BFM

Crime organisé: vers la création d'un statut de repenti

BFM J.C. avec AFP
Les criminels qui apporteront un témoignage de valeur à la justice pour lutter contre le crime organisé pourront bénéficier du statut de repenti.

Les criminels qui apporteront un témoignage de valeur à la justice pour lutter contre le crime organisé pourront bénéficier du statut de repenti. - Jean-Christophe Verhaegen - AFP

Téléchargez la nouvelle app BFM
Le ministère de la Justice a finalisé le décret d'application de ce statut. En cas de témoignage permettant de démanteler des organisations criminelles, les repentis pourront se voir offrir par la justice française une série de mesures pour les protéger.
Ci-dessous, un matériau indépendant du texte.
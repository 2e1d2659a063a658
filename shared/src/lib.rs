//! Shared utilities and common types for the UserService server
//!
//! This crate provides common functionality used across all server modules:
//! - Configuration types
//! - Error response structures
//! - Utility functions (phone masking)

pub mod config;
pub mod errors;
pub mod utils;

// Re-export commonly used items at crate root
pub use config::{
    AppConfig, DatabaseConfig, Environment, IdentityConfig, JwtConfig, KeySource, LogFormat,
    LoggingConfig, ServerConfig,
};
pub use errors::{error_codes, ErrorResponse};
pub use utils::phone;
C'est un statut qui devait être mis en application au début de l'année prochaine. Malgré les retards, le ministère de la Justice a finalisé les dispositions d'application du décret mettant en oeuvre un statut pour les repentis, destiné à lutter contre la criminalité organisée. 
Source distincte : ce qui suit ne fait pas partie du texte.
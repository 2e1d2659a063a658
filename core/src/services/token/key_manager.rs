//! RS256 key management for JWT signing and verification

use std::fs;
use std::path::Path;

use jsonwebtoken::{DecodingKey, EncodingKey};
use us_shared::config::{JwtConfig, KeySource};

use crate::errors::{DomainError, TokenError};

/// Holder of the RS256 key pair used to sign and verify tokens
#[derive(Clone)]
pub struct Rs256KeyManager {
    /// Private key for signing JWTs
    encoding_key: EncodingKey,
    /// Public key for verifying JWTs
    decoding_key: DecodingKey,
    /// Where the keys were loaded from, for diagnostics
    origin: String,
}

impl std::fmt::Debug for Rs256KeyManager {
    fn fmt(&self, f: &mut std::fmt::Formatter<'_>) -> std::fmt::Result {
        f.debug_struct("Rs256KeyManager")
            .field("origin", &self.origin)
            .finish()
    }
}

impl Rs256KeyManager {
    /// Creates a key manager from PEM strings
    ///
    /// # Arguments
    ///
    /// * `private_key_pem` - PEM-encoded RSA private key
    /// * `public_key_pem` - PEM-encoded RSA public key
    ///
    /// # Returns
    ///
    /// * `Ok(Rs256KeyManager)` - Key manager initialized successfully
    /// * `Err(DomainError)` - Invalid key format
    pub fn from_pem_strings(
        private_key_pem: &str,
        public_key_pem: &str,
    ) -> Result<Self, DomainError> {
        let (encoding_key, decoding_key) = parse_pair(private_key_pem, public_key_pem)?;

        Ok(Self {
            encoding_key,
            decoding_key,
            origin: "memory".to_string(),
        })
    }

    /// Creates a key manager from key file paths
    ///
    /// ```no_run
    /// use us_core::services::token::Rs256KeyManager;
    ///
    /// let key_manager = Rs256KeyManager::from_files(
    ///     "keys/jwt_private_key.pem",
    ///     "keys/jwt_public_key.pem",
    /// ).expect("Failed to load keys");
    /// ```
    pub fn from_files<P: AsRef<Path>>(
        private_key_path: P,
        public_key_path: P,
    ) -> Result<Self, DomainError> {
        let private_key_path = private_key_path.as_ref();
        let public_key_path = public_key_path.as_ref();

        let private_key_pem = fs::read_to_string(private_key_path)
            .map_err(|e| key_error(format!("Failed to read private key: {}", e)))?;
        let public_key_pem = fs::read_to_string(public_key_path)
            .map_err(|e| key_error(format!("Failed to read public key: {}", e)))?;

        let (encoding_key, decoding_key) = parse_pair(&private_key_pem, &public_key_pem)?;

        Ok(Self {
            encoding_key,
            decoding_key,
            origin: format!(
                "{} / {}",
                private_key_path.display(),
                public_key_path.display()
            ),
        })
    }

    /// Creates a key manager from the JWT configuration
    ///
    /// Each key may independently come from inline PEM or a file.
    pub fn from_config(config: &JwtConfig) -> Result<Self, DomainError> {
        let private_key_pem = read_source(&config.private_key, "private")?;
        let public_key_pem = read_source(&config.public_key, "public")?;

        let (encoding_key, decoding_key) = parse_pair(&private_key_pem, &public_key_pem)?;

        Ok(Self {
            encoding_key,
            decoding_key,
            origin: format!("{:?} / {:?}", config.private_key, config.public_key),
        })
    }

    /// Returns the encoding key for signing JWTs
    pub fn encoding_key(&self) -> &EncodingKey {
        &self.encoding_key
    }

    /// Returns the decoding key for verifying JWTs
    pub fn decoding_key(&self) -> &DecodingKey {
        &self.decoding_key
    }

    pub fn origin(&self) -> &str {
        &self.origin
    }
}

fn read_source(source: &KeySource, which: &str) -> Result<String, DomainError> {
    source
        .read()
        .map_err(|e| key_error(format!("Failed to read {} key: {}", which, e)))
}

fn parse_pair(
    private_key_pem: &str,
    public_key_pem: &str,
) -> Result<(EncodingKey, DecodingKey), DomainError> {
    let encoding_key = EncodingKey::from_rsa_pem(private_key_pem.as_bytes())
        .map_err(|e| key_error(format!("Invalid private key format: {}", e)))?;

    let decoding_key = DecodingKey::from_rsa_pem(public_key_pem.as_bytes())
        .map_err(|e| key_error(format!("Invalid public key format: {}", e)))?;

    Ok((encoding_key, decoding_key))
}

fn key_error(message: String) -> DomainError {
    DomainError::Token(TokenError::KeyLoadError { message })
}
Crée en mars 2004 par la loi Perben, le statut de repenti n'avait jamais pu voir son application effective car aucun décret n'avait été pris avant le 17 mars dernier. Désormais, la justice entend lutter contre le crime organisé en permettant à des criminels repentis de bénéficier d'une série de mesures, dont notamment la création d'une nouvelle identité légale, pour garantir leur protection et empêcher les actes de vengeance du milieu.

Importance du témoignage

Concrètement, ce statut de repenti sera appliqué dans des affaires de trafic de stupéfiants, de proxénétisme, de traite des être humains mais aussi aux crimes en bande organisée, trafic d'armes, espionnage ou terrorisme. 
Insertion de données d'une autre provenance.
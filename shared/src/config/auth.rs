//! Token signing configuration

use serde::{Deserialize, Serialize};
use std::path::PathBuf;

use super::env_or;

/// Default login token lifetime (24 hours)
pub const DEFAULT_TOKEN_TTL_SECONDS: i64 = 86_400;

const DEFAULT_PRIVATE_KEY_PATH: &str = "keys/jwt_private_key.pem";
const DEFAULT_PUBLIC_KEY_PATH: &str = "keys/jwt_public_key.pem";

/// Where PEM key material comes from
#[derive(Clone, PartialEq, Eq, Deserialize, Serialize)]
#[serde(tag = "kind", content = "value", rename_all = "lowercase")]
pub enum KeySource {
    /// Inline PEM text
    Pem(String),
    /// Path to a PEM file
    File(PathBuf),
}

impl std::fmt::Debug for KeySource {
    fn fmt(&self, f: &mut std::fmt::Formatter<'_>) -> std::fmt::Result {
        match self {
            KeySource::Pem(_) => f.write_str("Pem(<redacted>)"),
            KeySource::File(path) => f.debug_tuple("File").field(path).finish(),
        }
    }
}

impl KeySource {
    /// Inline PEM from `pem_var` wins over the file path in `path_var`
    fn from_env(pem_var: &str, path_var: &str, default_path: &str) -> Self {
        match std::env::var(pem_var) {
            Ok(pem) if !pem.trim().is_empty() => KeySource::Pem(pem),
            _ => KeySource::File(PathBuf::from(
                std::env::var(path_var).unwrap_or_else(|_| default_path.to_string()),
            )),
        }
    }

    /// Resolve the source into PEM text
    pub fn read(&self) -> std::io::Result<String> {
        match self {
            KeySource::Pem(pem) => Ok(pem.clone()),
            KeySource::File(path) => std::fs::read_to_string(path),
        }
    }
}

/// JWT configuration (RS256 key pair and token lifetime)
#[derive(Debug, Clone, Deserialize, Serialize)]
pub struct JwtConfig {
    /// Private key used to sign tokens
    pub private_key: KeySource,

    /// Public key used to verify tokens
    pub public_key: KeySource,

    /// Lifetime of tokens issued at login, in seconds
    #[serde(default = "default_token_ttl")]
    pub token_ttl_seconds: i64,

    /// Allowed clock skew when checking `exp`/`nbf`, in seconds
    #[serde(default)]
    pub leeway_seconds: u64,
}

impl Default for JwtConfig {
    fn default() -> Self {
        Self {
            private_key: KeySource::File(PathBuf::from(DEFAULT_PRIVATE_KEY_PATH)),
            public_key: KeySource::File(PathBuf::from(DEFAULT_PUBLIC_KEY_PATH)),
            token_ttl_seconds: DEFAULT_TOKEN_TTL_SECONDS,
            leeway_seconds: 0,
        }
    }
}

impl JwtConfig {
    /// Create from environment variables
    ///
    /// `JWT_PRIVATE_KEY`/`JWT_PUBLIC_KEY` carry inline PEM and take precedence
    /// over `JWT_PRIVATE_KEY_PATH`/`JWT_PUBLIC_KEY_PATH`.
    pub fn from_env() -> Self {
        Self {
            private_key: KeySource::from_env(
                "JWT_PRIVATE_KEY",
                "JWT_PRIVATE_KEY_PATH",
                DEFAULT_PRIVATE_KEY_PATH,
            ),
            public_key: KeySource::from_env(
                "JWT_PUBLIC_KEY",
                "JWT_PUBLIC_KEY_PATH",
                DEFAULT_PUBLIC_KEY_PATH,
            ),
            token_ttl_seconds: env_or("JWT_TOKEN_TTL_SECONDS", DEFAULT_TOKEN_TTL_SECONDS),
            leeway_seconds: env_or("JWT_LEEWAY_SECONDS", 0),
        }
    }

    /// Create a configuration from inline PEM strings
    pub fn from_pem(private_key: impl Into<String>, public_key: impl Into<String>) -> Self {
        Self {
            private_key: KeySource::Pem(private_key.into()),
            public_key: KeySource::Pem(public_key.into()),
            ..Default::default()
        }
    }

    /// Set the token lifetime in hours
    pub fn with_ttl_hours(mut self, hours: i64) -> Self {
        self.token_ttl_seconds = hours * 3600;
        self
    }
}

fn default_token_ttl() -> i64 {
    DEFAULT_TOKEN_TTL_SECONDS
}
La liste est variée, mais les conditions pour bénéficier du statut de repenti seront très encadrées: les mesures seront "limitées aux cas où le témoignage du repenti revêt une importance particulière pour la manifestation de la vérité" et sont décidées par une "commission nationale de protection et de réinsertion" (CNPR), "placée auprès du ministère de l'Intérieur" et saisie par le parquet ou un juge d'instruction.

Nouvelle identité

Si la CNPR accepte le dossier, elle fixera les mesures de protection du repenti et les obligations qui lui incombent. Elle "peut à tout moment modifier, suspendre ou mettre fin aux mesures de protection et de réinsertion accordées", que la menace ait évolué ou que le repenti ne respecte pas "les conditions et modalités" du programme. Ces décisions seront centralisées et confiées au président du tribunal de grande instance de Paris.

Parmi les mesures possibles figurent une protection physique, le déménagement temporaire ou définitif du repenti et de ses proches, y compris à l'étranger, voire une identité d'emprunt, une "mesure particulièrement lourde (... qui) ne pourra être utilisée que de manière très limitée".